Alex Ross a accordé cet interview à C.T. Atherton via e-mail.

CA: Quand vous étiez un petit garçon, que vouliez-vous devenir lorsque vous seriez grand ?

AR: Un auteur. J'écris encore autant que je le peux, toutefois, comme un nombre incalculable d'autres auteurs, je tente toujours de comprendre cette énigme qui permet à tant de mauvais auteurs d'être publiés/et mis en production, alors que tant de bons ne le sont pas...

CA: Vous souvenez-vous de votre première journée de travail dans la branche scénario de la MGM ? Voulez-vous nous faire partager quelques unes de vos impressions ? Étiez-vous terrifié, comme beaucoup d'entre nous le sont, lorsque nous abordons un nouveau travail ? Étiez-vous fasciné par le passé et la mythologie auréolant le studio tout-puissant, qui a produit autrefois "The Wizard of Oz, Gone With The Wind, et Ben-Hur ?" Qu'avez-vous appris dès le début? À cette époque, imaginiez-vous le chemin que vous avez parcouru depuis?

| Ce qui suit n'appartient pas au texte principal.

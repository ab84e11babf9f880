//! The engine facade: a fixed arena of connections driven from outside.

use std::fmt;
use std::net::SocketAddr;
use std::sync::Arc;

use crate::arena::Arena;
use crate::config::Config;
use crate::connection::{lock, Channel, Connection, Event, Io};
use crate::crypto::CryptoService;
use crate::error::TransportError;
use crate::types::{AlertDescription, ConnectionState, Role, State, TransportKind};
use crate::Error;

/// Handle of an open connection.
///
/// The generation makes handles of released connections invalid, even when
/// their slot has been reused.
#[derive(Debug, Clone, Copy, PartialEq, Eq, Hash)]
pub struct ConnectionId {
    index: u32,
    generation: u32,
}

impl ConnectionId {
    pub(crate) fn new(index: usize, generation: u32) -> Self {
        ConnectionId {
            index: index as u32,
            generation,
        }
    }

    /// Slot of the connection in the engine.
    pub fn index(&self) -> usize {
        self.index as usize
    }

    pub fn generation(&self) -> u32 {
        self.generation
    }
}

impl fmt::Display for ConnectionId {
    fn fmt(&self, f: &mut fmt::Formatter<'_>) -> fmt::Result {
        write!(f, "conn[{}.{}]", self.index, self.generation)
    }
}

/// Where outgoing wire bytes go.
pub trait Transport {
    /// Send one record (stream) or datagram. `to` is the bound peer of a
    /// datagram server, `None` otherwise.
    fn send(&mut self, id: ConnectionId, to: Option<SocketAddr>, data: &[u8]) -> Result<(), TransportError>;
}

/// Something for the upper layer, see [`Engine::poll_output`].
#[derive(Debug, PartialEq, Eq)]
pub enum Output<'a> {
    /// Handshake complete.
    Connected(ConnectionId),
    /// Received application data, copied into the caller's buffer.
    ApplicationData { id: ConnectionId, data: &'a [u8] },
    /// Application payload bytes the stream transport confirmed as sent.
    TxConfirmed { id: ConnectionId, len: usize },
    /// Closed gracefully.
    Closed(ConnectionId),
    /// Ended by an error. `alert` is the fatal alert sent or received, if any.
    Failed {
        id: ConnectionId,
        alert: Option<AlertDescription>,
    },
    /// Nothing to report.
    Idle,
}

/// Ingress entry points that may run outside the engine's owner.
///
/// Only the receive and transmit buffers of a slot are touched, each under its
/// own lock.
#[derive(Clone)]
pub struct Ingress {
    channels: Arc<[Channel]>,
}

impl Ingress {
    fn channel(&self, id: ConnectionId) -> Result<&Channel, Error> {
        let channel = self.channels.get(id.index()).ok_or(Error::InvalidHandle)?;
        if channel.generation() != id.generation {
            return Err(Error::InvalidHandle);
        }
        Ok(channel)
    }

    /// Bytes received from the transport. `from` is the sender of a datagram.
    ///
    /// The data is taken whole or not at all.
    pub fn rx_indication(&self, id: ConnectionId, from: Option<SocketAddr>, data: &[u8]) -> Result<(), Error> {
        let channel = self.channel(id)?;
        let mut rx = lock(&channel.rx);

        if rx.bind_peer {
            match (rx.peer, from) {
                (None, Some(addr)) => {
                    debug!("{} bound to {}", id, addr);
                    rx.peer = Some(addr);
                }
                (Some(bound), Some(addr)) if bound != addr => {
                    debug!("{} dropping datagram from {} (bound to {})", id, addr, bound);
                    return Ok(());
                }
                _ => {}
            }
        }

        if rx.buf.free() < data.len() {
            debug!(
                "{} receive buffer full: {} + {} > {}",
                id,
                rx.buf.len(),
                data.len(),
                rx.buf.capacity()
            );
            return Err(Error::BufferFull);
        }
        trace!("{} received {} bytes ({:?})", id, data.len(), rx.kind);
        rx.push(data)
    }

    /// The stream transport flushed `len` more bytes.
    pub fn tx_confirmation(&self, id: ConnectionId, len: usize) -> Result<(), Error> {
        let channel = self.channel(id)?;
        let mut tx = lock(&channel.tx);
        let done = tx.confirm.confirm(len);
        tx.confirmed.extend(done);
        Ok(())
    }
}

/// A set of TLS and DTLS connections sharing one crypto service.
pub struct Engine {
    connections: Arena<Connection>,
    ingress: Ingress,
    crypto: Box<dyn CryptoService>,
    /// Next slot to report output for.
    cursor: usize,
}

impl Engine {
    /// Create an engine with room for `capacity` connections.
    pub fn new(capacity: usize, crypto: Box<dyn CryptoService>) -> Self {
        let channels: Arc<[Channel]> = (0..capacity).map(|_| Channel::new()).collect();
        Engine {
            connections: Arena::with_capacity(capacity),
            ingress: Ingress { channels },
            crypto,
            cursor: 0,
        }
    }

    /// Handle for feeding ingress from another context.
    pub fn ingress(&self) -> Ingress {
        self.ingress.clone()
    }

    /// Open a connection. A client waits for [`Engine::connect`], a server for
    /// the peer's hello.
    pub fn open(&mut self, config: Arc<Config>) -> Result<ConnectionId, Error> {
        let (index, generation) = self.connections.vacant()?;
        let id = ConnectionId::new(index, generation);
        let connection = Connection::new(id, config.clone())?;

        self.ingress.channels[index].open(generation, &config);
        self.connections.insert(connection)?;
        info!(
            "{} open {:?} {:?} {:?}",
            id,
            config.role(),
            config.transport(),
            config.cipher_suite()
        );
        Ok(id)
    }

    fn connection(&mut self, id: ConnectionId) -> Result<&mut Connection, Error> {
        self.connections
            .get_mut(id.index(), id.generation)
            .ok_or(Error::InvalidHandle)
    }

    /// Start the client handshake.
    pub fn connect(&mut self, id: ConnectionId) -> Result<(), Error> {
        self.connection(id)?.start_handshake();
        Ok(())
    }

    /// Run every active connection once.
    pub fn tick(&mut self, transport: &mut dyn Transport) {
        let channels = &self.ingress.channels;
        for (index, _, connection) in self.connections.iter_mut() {
            let mut io = Io {
                crypto: &mut *self.crypto,
                transport: &mut *transport,
                channel: &channels[index],
            };
            connection.tick(&mut io);
        }
    }

    /// Queue application data. Returns how many bytes were taken.
    ///
    /// A datagram client that has not started yet starts its handshake and
    /// reports [`Error::NotConnected`], retry once connected.
    pub fn send(&mut self, id: ConnectionId, data: &[u8]) -> Result<usize, Error> {
        let channels = &self.ingress.channels;
        let connection = self
            .connections
            .get_mut(id.index(), id.generation)
            .ok_or(Error::InvalidHandle)?;

        if connection.state == State::Default
            && connection.role == Role::Client
            && connection.kind == TransportKind::Datagram
        {
            connection.start_handshake();
            return Err(Error::NotConnected);
        }

        connection.write_application(&channels[id.index()], data)
    }

    /// See [`Ingress::rx_indication`].
    pub fn rx_indication(&self, id: ConnectionId, from: Option<SocketAddr>, data: &[u8]) -> Result<(), Error> {
        self.ingress.rx_indication(id, from, data)
    }

    /// See [`Ingress::tx_confirmation`].
    pub fn tx_confirmation(&self, id: ConnectionId, len: usize) -> Result<(), Error> {
        self.ingress.tx_confirmation(id, len)
    }

    /// Close a connection.
    ///
    /// A graceful close sends close_notify after queued data and reports
    /// [`Output::Closed`]. An abort stops at once and reports nothing.
    pub fn close(&mut self, id: ConnectionId, abort: bool) -> Result<(), Error> {
        let channels = &self.ingress.channels;
        let connection = self
            .connections
            .get_mut(id.index(), id.generation)
            .ok_or(Error::InvalidHandle)?;

        if abort || connection.state == State::Default {
            connection.abort();
            lock(&channels[id.index()].tx).queue.clear();
        } else {
            connection.close_request = true;
        }
        Ok(())
    }

    /// Current state of the connection.
    pub fn state(&self, id: ConnectionId) -> Result<State, Error> {
        self.connections
            .get(id.index(), id.generation)
            .map(|c| c.state)
            .ok_or(Error::InvalidHandle)
    }

    pub fn connection_state(&self, id: ConnectionId) -> Result<ConnectionState, Error> {
        let state = self.state(id)?;
        Ok(if state == State::Ok {
            ConnectionState::Connected
        } else {
            ConnectionState::NotConnected
        })
    }

    /// Next output of any connection. Application data is copied into `buf`,
    /// a record larger than `buf` is returned over several calls.
    pub fn poll_output<'a>(&mut self, buf: &'a mut [u8]) -> Output<'a> {
        let capacity = self.connections.capacity();

        for n in 0..capacity {
            let index = (self.cursor + n) % capacity;
            let Some((_, connection)) = self.connections.at_mut(index) else {
                continue;
            };
            let id = connection.id;

            if let Some(event) = connection.next_event() {
                self.cursor = index;
                return match event {
                    Event::Connected => Output::Connected(id),
                    Event::TxConfirmed(len) => Output::TxConfirmed { id, len },
                    Event::Closed => Output::Closed(id),
                    Event::Failed(alert) => Output::Failed { id, alert },
                };
            }

            if !connection.app_rx.is_empty() && !buf.is_empty() {
                let len = connection.app_rx.len().min(buf.len());
                buf[..len].copy_from_slice(&connection.app_rx[..len]);
                connection.app_rx.consume(len);
                self.cursor = (index + 1) % capacity;
                return Output::ApplicationData { id, data: &buf[..len] };
            }
        }

        Output::Idle
    }

    /// Free the slot. The handle and any copies become invalid.
    pub fn release(&mut self, id: ConnectionId) -> Result<(), Error> {
        let (connection, generation) = self
            .connections
            .remove(id.index(), id.generation)
            .ok_or(Error::InvalidHandle)?;
        self.crypto.release(id);
        self.ingress.channels[id.index()].retire(generation);
        debug!("{} released in {:?}", id, connection.state);
        Ok(())
    }
}

#[cfg(test)]
mod tests {
    use super::*;
    use crate::crypto::SoftwareCryptoService;
    use crate::types::CipherSuite;

    struct Sink(Vec<Vec<u8>>);

    impl Transport for Sink {
        fn send(&mut self, _: ConnectionId, _: Option<SocketAddr>, data: &[u8]) -> Result<(), TransportError> {
            self.0.push(data.to_vec());
            Ok(())
        }
    }

    fn config(role: Role, transport: TransportKind) -> Arc<Config> {
        Arc::new(
            Config::builder(role, transport, CipherSuite::PSK_NULL_SHA256)
                .psk(b"id", b"key")
                .max_record_size(256)
                .build()
                .unwrap(),
        )
    }

    fn engine(capacity: usize) -> Engine {
        Engine::new(capacity, Box::new(SoftwareCryptoService::new()))
    }

    #[test]
    fn released_handles_are_invalid() {
        let _ = env_logger::try_init();
        let mut engine = engine(1);
        let id = engine.open(config(Role::Server, TransportKind::Stream)).unwrap();
        assert!(matches!(
            engine.open(config(Role::Server, TransportKind::Stream)),
            Err(Error::NoFreeSlot)
        ));

        let ingress = engine.ingress();
        engine.release(id).unwrap();
        assert!(matches!(engine.state(id), Err(Error::InvalidHandle)));
        assert!(matches!(
            ingress.rx_indication(id, None, b"x"),
            Err(Error::InvalidHandle)
        ));

        let again = engine.open(config(Role::Server, TransportKind::Stream)).unwrap();
        assert_eq!(again.index(), id.index());
        assert_ne!(again, id);
        assert_eq!(engine.state(again).unwrap(), State::Default);
        assert_eq!(
            engine.connection_state(again).unwrap(),
            ConnectionState::NotConnected
        );
    }

    #[test]
    fn datagram_server_binds_first_sender() {
        let mut engine = engine(1);
        let id = engine.open(config(Role::Server, TransportKind::Datagram)).unwrap();
        let a: SocketAddr = "10.0.0.1:5684".parse().unwrap();
        let b: SocketAddr = "10.0.0.2:5684".parse().unwrap();

        engine.rx_indication(id, Some(a), &[1, 2]).unwrap();
        engine.rx_indication(id, Some(b), &[3]).unwrap();

        let channel = &engine.ingress.channels[0];
        let rx = lock(&channel.rx);
        assert_eq!(rx.peer, Some(a));
        assert_eq!(&rx.buf[..], &[1, 2]);
    }

    #[test]
    fn receive_buffer_overflow() {
        let mut engine = engine(1);
        let id = engine.open(config(Role::Server, TransportKind::Stream)).unwrap();
        engine.rx_indication(id, None, &[0; 500]).unwrap();
        assert!(matches!(
            engine.rx_indication(id, None, &[0; 100]),
            Err(Error::BufferFull)
        ));
    }

    #[test]
    fn datagram_client_send_starts_handshake() {
        let _ = env_logger::try_init();
        let mut engine = engine(2);
        let id = engine.open(config(Role::Client, TransportKind::Datagram)).unwrap();
        assert!(matches!(engine.send(id, b"hello"), Err(Error::NotConnected)));
        assert_eq!(engine.state(id).unwrap(), State::Start);

        let mut sink = Sink(Vec::new());
        for _ in 0..5 {
            engine.tick(&mut sink);
        }
        assert_eq!(engine.state(id).unwrap(), State::ClientHelloDone);
        assert_eq!(sink.0.len(), 1);
        // Record header then ClientHello.
        assert_eq!(&sink.0[0][..3], &[22, 0xFE, 0xFD]);
        assert_eq!(sink.0[0][13], 1);
    }

    #[test]
    fn abort_is_silent() {
        let mut engine = engine(1);
        let id = engine.open(config(Role::Client, TransportKind::Stream)).unwrap();
        engine.connect(id).unwrap();
        engine.close(id, true).unwrap();
        assert_eq!(engine.state(id).unwrap(), State::Closed);

        let mut sink = Sink(Vec::new());
        engine.tick(&mut sink);
        assert!(sink.0.is_empty());
        let mut buf = [0u8; 16];
        assert_eq!(engine.poll_output(&mut buf), Output::Idle);
    }
}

AR: J'étais impressionné par le passé du studio, mais j'avoue qu'il était plutôt en perte de vitesse quand j'y ai travaillé. Il résidait dans un bureau de location guère impressionnant, au centre de L.A., et le moral était bas au cœur des troupes. Les autres collègues connaissaient réellement leur boulot, mais pour une raison ou une autre, les cadres ne donnaient le feu vert qu'à des comédies vraiment bêtes. Honnêtement, cela n'avait plus le charme d'un vrai studio. C’est autre chose de se balader chez Twentieth Century Fox le soir, là vous pouvez sentir la présence d'une ancienne vedette cachée, à chaque tournant.

CA: Quelles sont les responsabilités d'un manager à Los Angeles ? D'un analyste de scénario ? D'un agent littéraire ? En quoi sont-elles différentes ou identiques? Quel rôle préfériez-vous ?

AR: J'ai débuté en tant qu'agent. C'était tout à fait comme vendre des voitures. Vous vendiez rapidement le travail d'un auteur, ou vous l'éliminiez. C'est la raison pour laquelle j'ai choisi de devenir manager. Les managers assument une perspective à long terme. Par exemple, quand j'ai découvert Andrew Niccol, j'ai dû travailler avec lui pendant neuf mois afin d'améliorer son premier scénario. Aucun agent n'aurait fait cela. C'était intéressant d'être analyste de scénario, mais vous finissiez par en savoir plus sur l'écriture que les gens qui vous engagent, et le salaire est ridicule. L'autre raison était ma difficulté à mentir. Une fois, j'ai perdu un travail parce que j’avais été incapable de réécrire une analyse à propos d'un très mauvais scénario soumis par l'ami d'un producteur. Quelle perte de temps!

CA: Jusqu’à présent, tout au long de votre carrière, avez-vous eu le sentiment d'avoir été choisi pour tenir un rôle dans le film "Swimming with Sharks", ou plutôt dans le film "A Star is Born" ?

AR: Dans aucun des films réalisés sur le business (y compris "The Player"), rien n'a jamais vraiment illustré la manière véritable dont on vous démolit psychologiquement, au point que vous ne voulez plus sortir du lit le matin. Comment des personnes que vous avez soutenues et dont vous avez assuré la survie financière durant des années, vous poignardent brusquement dans le dos, comment les membres d'une famille qui se volent des projets entre eux, comment des gens que vous avez reçus à dîner, s'empressent de vous piquer un de vos clients avant même d'être rentrés chez eux. Comment certaines des plus grandes vedettes sont des gens vraiment répugnants.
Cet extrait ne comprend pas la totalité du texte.